*WORK ORDER:*
Look through the records that follow. Copy every line containing the word "Recorder".

*** Opening of THE INPUT ***

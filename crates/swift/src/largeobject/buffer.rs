//! Write coalescing for large object files
//!
//! Callers often write a few bytes at a time; uploading a segment per write
//! would produce thousands of tiny segments and break the static large
//! object minimum segment size. This wrapper gathers writes into chunk-sized
//! buffers before handing them down. A write at least one chunk long with an
//! empty buffer passes straight through untouched.

use std::io::SeekFrom;

use async_trait::async_trait;

use sc_core::Result;

use super::LargeObjectFile;

/// A [`LargeObjectFile`] wrapper coalescing small writes into full chunks
pub struct BufferedLargeObjectFile<'a> {
    inner: Box<dyn LargeObjectFile + 'a>,
    buf: Vec<u8>,
    capacity: usize,
}

impl<'a> BufferedLargeObjectFile<'a> {
    pub(crate) fn new(inner: Box<dyn LargeObjectFile + 'a>, capacity: usize) -> Self {
        Self {
            inner,
            buf: Vec::with_capacity(capacity),
            capacity,
        }
    }

    async fn flush_buffer(&mut self) -> Result<()> {
        if self.buf.is_empty() {
            return Ok(());
        }
        let pending = std::mem::take(&mut self.buf);
        write_all(self.inner.as_mut(), &pending).await?;
        self.buf = pending;
        self.buf.clear();
        Ok(())
    }
}

async fn write_all(file: &mut (dyn LargeObjectFile + '_), mut data: &[u8]) -> Result<()> {
    while !data.is_empty() {
        let n = file.write(data).await?;
        data = &data[n..];
    }
    Ok(())
}

#[async_trait]
impl LargeObjectFile for BufferedLargeObjectFile<'_> {
    async fn write(&mut self, buf: &[u8]) -> Result<usize> {
        let mut data = buf;
        while !data.is_empty() {
            if self.buf.is_empty() && data.len() >= self.capacity {
                // Large write, nothing buffered: skip the copy entirely
                write_all(self.inner.as_mut(), data).await?;
                break;
            }
            let take = (self.capacity - self.buf.len()).min(data.len());
            self.buf.extend_from_slice(&data[..take]);
            data = &data[take..];
            if self.buf.len() == self.capacity {
                self.flush_buffer().await?;
            }
        }
        Ok(buf.len())
    }

    async fn seek(&mut self, pos: SeekFrom) -> Result<u64> {
        self.flush_buffer().await?;
        self.inner.seek(pos).await
    }

    async fn flush(&mut self) -> Result<()> {
        self.flush_buffer().await?;
        self.inner.flush().await
    }

    async fn close(&mut self) -> Result<()> {
        self.flush_buffer().await?;
        self.inner.close().await
    }

    fn size(&self) -> u64 {
        self.inner.size()
    }
}

#[cfg(test)]
mod tests {
    use super::*;

    /// Records every call the buffer makes downstream
    #[derive(Default)]
    struct Recorder {
        writes: Vec<Vec<u8>>,
        seeks: Vec<SeekFrom>,
        flushed: bool,
        closed: bool,
        pos: u64,
        len: u64,
    }

    struct RecordingFile(std::sync::Arc<std::sync::Mutex<Recorder>>);

    #[async_trait]
    impl LargeObjectFile for RecordingFile {
        async fn write(&mut self, buf: &[u8]) -> Result<usize> {
            let mut rec = self.0.lock().unwrap();
            rec.writes.push(buf.to_vec());
            rec.pos += buf.len() as u64;
            rec.len = rec.len.max(rec.pos);
            Ok(buf.len())
        }

        async fn seek(&mut self, pos: SeekFrom) -> Result<u64> {
            let mut rec = self.0.lock().unwrap();
            rec.seeks.push(pos);
            if let SeekFrom::Start(offset) = pos {
                rec.pos = offset;
            }
            Ok(rec.pos)
        }

        async fn flush(&mut self) -> Result<()> {
            self.0.lock().unwrap().flushed = true;
            Ok(())
        }

        async fn close(&mut self) -> Result<()> {
            self.0.lock().unwrap().closed = true;
            Ok(())
        }

        fn size(&self) -> u64 {
            self.0.lock().unwrap().len
        }
    }

    fn buffered(capacity: usize) -> (
        BufferedLargeObjectFile<'static>,
        std::sync::Arc<std::sync::Mutex<Recorder>>,
    ) {
        let rec = std::sync::Arc::new(std::sync::Mutex::new(Recorder::default()));
        let file = BufferedLargeObjectFile::new(Box::new(RecordingFile(rec.clone())), capacity);
        (file, rec)
    }

    #[tokio::test]
    async fn test_small_writes_coalesce() {
        let (mut file, rec) = buffered(6);
        for chunk in ["0", "1", "2", "3", "4", "5", "6", "7", "8"] {
            file.write(chunk.as_bytes()).await.unwrap();
        }
        file.close().await.unwrap();

        let rec = rec.lock().unwrap();
        assert_eq!(rec.writes, vec![b"012345".to_vec(), b"678".to_vec()]);
        assert!(rec.closed);
    }

    #[tokio::test]
    async fn test_large_write_passes_straight_through() {
        let (mut file, rec) = buffered(6);
        file.write(b"0123456").await.unwrap();
        file.write(b"0123456").await.unwrap();
        file.close().await.unwrap();

        let rec = rec.lock().unwrap();
        // Whole writes reach the inner file untouched; it does the chunking
        assert_eq!(rec.writes, vec![b"0123456".to_vec(), b"0123456".to_vec()]);
    }

    #[tokio::test]
    async fn test_partial_buffer_then_large_write() {
        let (mut file, rec) = buffered(6);
        file.write(b"ab").await.unwrap();
        file.write(b"0123456789").await.unwrap();
        file.close().await.unwrap();

        let rec = rec.lock().unwrap();
        // Buffer fills to capacity first, the remainder passes through
        assert_eq!(rec.writes, vec![b"ab0123".to_vec(), b"456789".to_vec()]);
    }

    #[tokio::test]
    async fn test_seek_flushes_first() {
        let (mut file, rec) = buffered(6);
        file.write(b"abc").await.unwrap();
        file.seek(SeekFrom::Start(0)).await.unwrap();
        file.close().await.unwrap();

        let rec = rec.lock().unwrap();
        assert_eq!(rec.writes, vec![b"abc".to_vec()]);
        assert_eq!(rec.seeks, vec![SeekFrom::Start(0)]);
    }

    #[tokio::test]
    async fn test_close_flushes_remainder() {
        let (mut file, rec) = buffered(6);
        file.write(b"abcde").await.unwrap();
        file.close().await.unwrap();

        let rec = rec.lock().unwrap();
        assert_eq!(rec.writes, vec![b"abcde".to_vec()]);
        assert!(rec.closed);
    }
}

*** Close of THE INPUT ***

*ANSWER TO THE PROBLEM:*
    struct Recorder {
    struct RecordingFile(std::sync::Arc<std::sync::Mutex<Recorder>>);
        std::sync::Arc<std::sync::Mutex<Recorder>>,
        let rec = std::sync::Arc::new(std::sync::Mutex::new(Recorder::default()));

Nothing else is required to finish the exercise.